However, the day before Christmas Eve, I finished Indiana Jones and the Peril at Delphi which I had been reading. It's a relatively slim book; just shy of 250 pages. It's also a prequel to the movies; in fact, it takes place mostly in 1922 when young Indy is a grad student studying in Paris along with a bunch of other American ex-pats who frequented that city following the Great War. I've always cynically wondered if part of the reason all those American expats were so fond of Paris was because an entire generation of French men their age were killed in the Great War, leaving lots of lonely French young women. Be that as it may, Indiana Jones' more libertine young compadres are mostly not French, for whatever reason.
Indiana Jones is an interesting property. At the time this was written, there were three movies, and a Young Indiana Jones TV show. I never really got into the TV show, because it found it's forced "educational" message clunky. Not to mention the fact that the show was boring as all get-out, at least for the first half dozen or so episodes. Cardinal sin for a property like Indiana Jones to bore your audience.
But there's a fair bit of back-story to the Indy, and his character is pretty well established. For that matter, the development and execution of an Indiana Jones plot is pretty well known too; it's a bit formulaic. And while I don't mind an author attempting to monkey with a successful formula, if he's going to do so, he better do so in a way that makes the story, character, or something better than the formula would have been. This is what Rob MacGregor fails to understand; making Indy a somewhat bitter, indecisive, confused, and generally clueless guy may well have been based on clues from the movies (particularly the third one, that highlights a lot of Indy's relationship with his father) and might well be reasonable given the time period in which the novel is set, but it doesn't make him very likable nor does it make him recognizably Indiana Jones.

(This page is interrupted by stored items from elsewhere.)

//! Playback speed multipliers

use serde::{Deserialize, Serialize};
use std::fmt;

/// Speeds in cycle order: 1.00x → 1.25x → ... → 0.75x → 1.00x
pub const SPEEDS: [f64; 7] = [1.0, 1.25, 1.5, 1.75, 2.0, 0.5, 0.75];

/// One of the fixed playback speeds
#[derive(Debug, Clone, Copy, PartialEq, Eq, Hash, Serialize, Deserialize)]
#[serde(into = "f64", from = "f64")]
pub struct PlaybackRate(usize);

impl PlaybackRate {
    pub const NORMAL: PlaybackRate = PlaybackRate(0);

    /// Match a multiplier to the known speeds (to two decimals).
    ///
    /// Unknown or non-finite values map to 1.00x.
    pub fn from_multiplier(value: f64) -> Self {
        if !value.is_finite() {
            return Self::NORMAL;
        }
        let hundredths = (value * 100.0).round();
        SPEEDS
            .iter()
            .position(|s| (s * 100.0).round() == hundredths)
            .map(PlaybackRate)
            .unwrap_or(Self::NORMAL)
    }

    /// Parse a stored value such as `"1.25"`, falling back to 1.00x
    pub fn from_stored(value: Option<&str>) -> Self {
        value
            .and_then(|v| v.trim().parse::<f64>().ok())
            .map(Self::from_multiplier)
            .unwrap_or(Self::NORMAL)
    }

    pub fn multiplier(self) -> f64 {
        SPEEDS[self.0]
    }

    /// The following speed in cycle order
    pub fn next(self) -> Self {
        PlaybackRate((self.0 + 1) % SPEEDS.len())
    }

    /// Value written to the preference store
    pub fn to_stored(self) -> String {
        self.multiplier().to_string()
    }
}

impl Default for PlaybackRate {
    fn default() -> Self {
        Self::NORMAL
    }
}

impl From<f64> for PlaybackRate {
    fn from(value: f64) -> Self {
        Self::from_multiplier(value)
    }
}

impl From<PlaybackRate> for f64 {
    fn from(rate: PlaybackRate) -> Self {
        rate.multiplier()
    }
}

impl fmt::Display for PlaybackRate {
    fn fmt(&self, f: &mut fmt::Formatter<'_>) -> fmt::Result {
        write!(f, "{:.2}x", self.multiplier())
    }
}
//! Exit-code taxonomy and error types for the helper's fallible subsystems.
//!
//! The process-level exit codes are part of the external interface (proxy
//! operators script around them), so they are kept as a flat, explicit
//! mapping rather than derived from a generic error hierarchy.

use thiserror::Error;

/// Exit codes returned by `main`. Values match the external interface
/// exactly; do not renumber without updating operator-facing docs.
#[derive(Debug, Clone, Copy, PartialEq, Eq)]
pub enum ExitCode {
    Success = 0,
    BadOptions = 1,
    ConfigError = 2,
    PidfileOrPrivilege = 3,
    PrivilegeSplit = 4,
    SourcesInit = 10,
    OptionsInit = 11,
    SslInit = 12,
    GeoipInit = 13,
    CheckersInit = 14,
    RequestLoop = 99,
}

impl From<ExitCode> for i32 {
    fn from(code: ExitCode) -> i32 {
        code as i32
    }
}

/// Errors arising while reading and validating the configuration file.
#[derive(Debug, Error)]
pub enum ConfigError {
    #[error("{path}:{line}: {message}")]
    Syntax {
        path: String,
        line: usize,
        message: String,
    },
    #[error("unknown configuration key '{0}'")]
    UnknownKey(String),
    #[error("value out of range for '{key}': {value}")]
    OutOfRange { key: String, value: String },
    #[error("unknown driver '{0}'")]
    UnknownDriver(String),
    #[error("duplicate name '{0}'")]
    DuplicateName(String),
    #[error("io error reading '{path}': {source}")]
    Io {
        path: String,
        #[source]
        source: std::io::Error,
    },
}

/// Errors a data source can raise while producing its text buffer. These
/// are never fatal: the caller logs and treats the component as empty.
#[derive(Debug, Error)]
pub enum SourceError {
    #[error("source unreachable: {0}")]
    Unreachable(String),
    #[error("memcached source is not supported")]
    Unsupported,
    #[error("query failed: {0}")]
    Query(String),
}
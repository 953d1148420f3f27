//! The request loop: one stdin reader, a bounded worker pool, and the
//! per-request tokenize/decode/match/respond pipeline.
//!
//! Grounded on `original_source/src/loop.c` for the concurrency/sequence-ID
//! handling (see DESIGN.md's Open Question 2 for the exact, source-verified
//! resolution of the `concurrency == 0` vs concurrent token-offset
//! behavior) and on `router-core/src/system/server.rs` for the
//! thread/task-per-unit-of-work shape.

use std::io::Write as _;
use std::sync::Arc;

use tokio::io::{AsyncBufReadExt, BufReader};
use tokio::sync::{Mutex as AsyncMutex, Semaphore};

use crate::checkers::{match_request, Checker};
use crate::geoip::GeoipLookup;
use crate::matchers::MatchContext;
use crate::request::{self, MAX_LINE_BYTES, MAX_TOKENS};
use crate::resolver::Resolver;
use crate::tls::TlsCache;

pub struct RequestLoopState {
    pub checkers: Vec<Checker>,
    pub resolver: Resolver,
    pub tls_cache: TlsCache,
    pub geoip: GeoipLookup,
    pub concurrency: u8,
}

/// Runs until stdin is closed or a read fails. A read failure maps the
/// caller to exit code 99 (spec.md §6).
pub async fn run(state: Arc<RequestLoopState>) -> anyhow::Result<()> {
    let stdin = tokio::io::stdin();
    let mut lines = BufReader::new(stdin).lines();

    let semaphore = Arc::new(Semaphore::new(state.concurrency.max(1) as usize));
    let stdout = Arc::new(AsyncMutex::new(std::io::stdout()));

    loop {
        let line = match lines.next_line().await {
            Ok(Some(line)) => line,
            Ok(None) => break,
            Err(err) => {
                log::error!("stdin read failed: {err}");
                anyhow::bail!("request loop read failure: {err}");
            }
        };

        if line.trim().is_empty() {
            continue;
        }
        if line.len() > MAX_LINE_BYTES {
            log::warn!("request line exceeds {MAX_LINE_BYTES} bytes, truncating");
        }
        let line = if line.len() > MAX_LINE_BYTES {
            line[..MAX_LINE_BYTES].to_string()
        } else {
            line
        };

        if state.concurrency == 0 {
            // Single-threaded mode: run inline, no sequence ID is present
            // or echoed.
            process_line(&state, &line, None, stdout.clone()).await;
            continue;
        }

        let permit = semaphore.clone().acquire_owned().await?;
        let state = state.clone();
        let stdout = stdout.clone();
        tokio::spawn(async move {
            let _permit = permit;
            process_line(&state, &line, Some(()), stdout).await;
        });
    }

    Ok(())
}

async fn process_line(
    state: &RequestLoopState,
    line: &str,
    concurrent: Option<()>,
    stdout: Arc<AsyncMutex<std::io::Stdout>>,
) {
    let raw_tokens = request::tokenize(line, MAX_TOKENS);
    let decoded: Vec<String> = raw_tokens
        .iter()
        .map(|t| request::url_decode(t).into_owned())
        .collect();

    let ctx = MatchContext {
        resolver: &state.resolver,
        tls_cache: &state.tls_cache,
        geoip: &state.geoip,
    };

    // See DESIGN.md Open Question 2: the `concurrency == 0` branch uses the
    // full token array; the concurrent branch peels off the leading
    // sequence-ID token first. Both pass a zero-based max index, not a
    // count.
    let (seq_id, tokens): (Option<&str>, &[String]) = if concurrent.is_some() {
        if decoded.is_empty() {
            (None, &decoded[..])
        } else {
            (Some(decoded[0].as_str()), &decoded[1..])
        }
    } else {
        (None, &decoded[..])
    };

    if tokens.is_empty() {
        return;
    }
    let max_index = tokens.len() - 1;
    let response = match_request(&state.checkers, tokens, max_index, &ctx);

    let mut out = stdout.lock().await;
    let write_result = if let Some(seq) = seq_id {
        writeln!(out, "{seq} {response}")
    } else {
        writeln!(out, "{response}")
    };
    if let Err(err) = write_result {
        log::error!("failed writing response: {err}");
    }
    let _ = out.flush();
}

Anyway, other than this, the novel's alright. The pacing was a bit slow, and the novel took longer to get interesting than any of the movies ever did. I didn't exactly have high expectations for this novel, so they were met, if not exceeded. To be honest, however, I'm a little unsure if I think it's worth my while to continue in the series. There's at least ten in this prequel run of novels. I'm not sure how many I can stand if they're all of this calibre before I'm done with them, though.
As a curious aside, before I actually picked up the book itself, I had misread the title. I knew that it said Delphi, which of course, is a famous location in early Greece, but my mind translated it as Delhi and I expected it to take place in India. Whoops!
1 comment:
I read this book as a teenager. The only thing I remember about it was the bath scene. ;)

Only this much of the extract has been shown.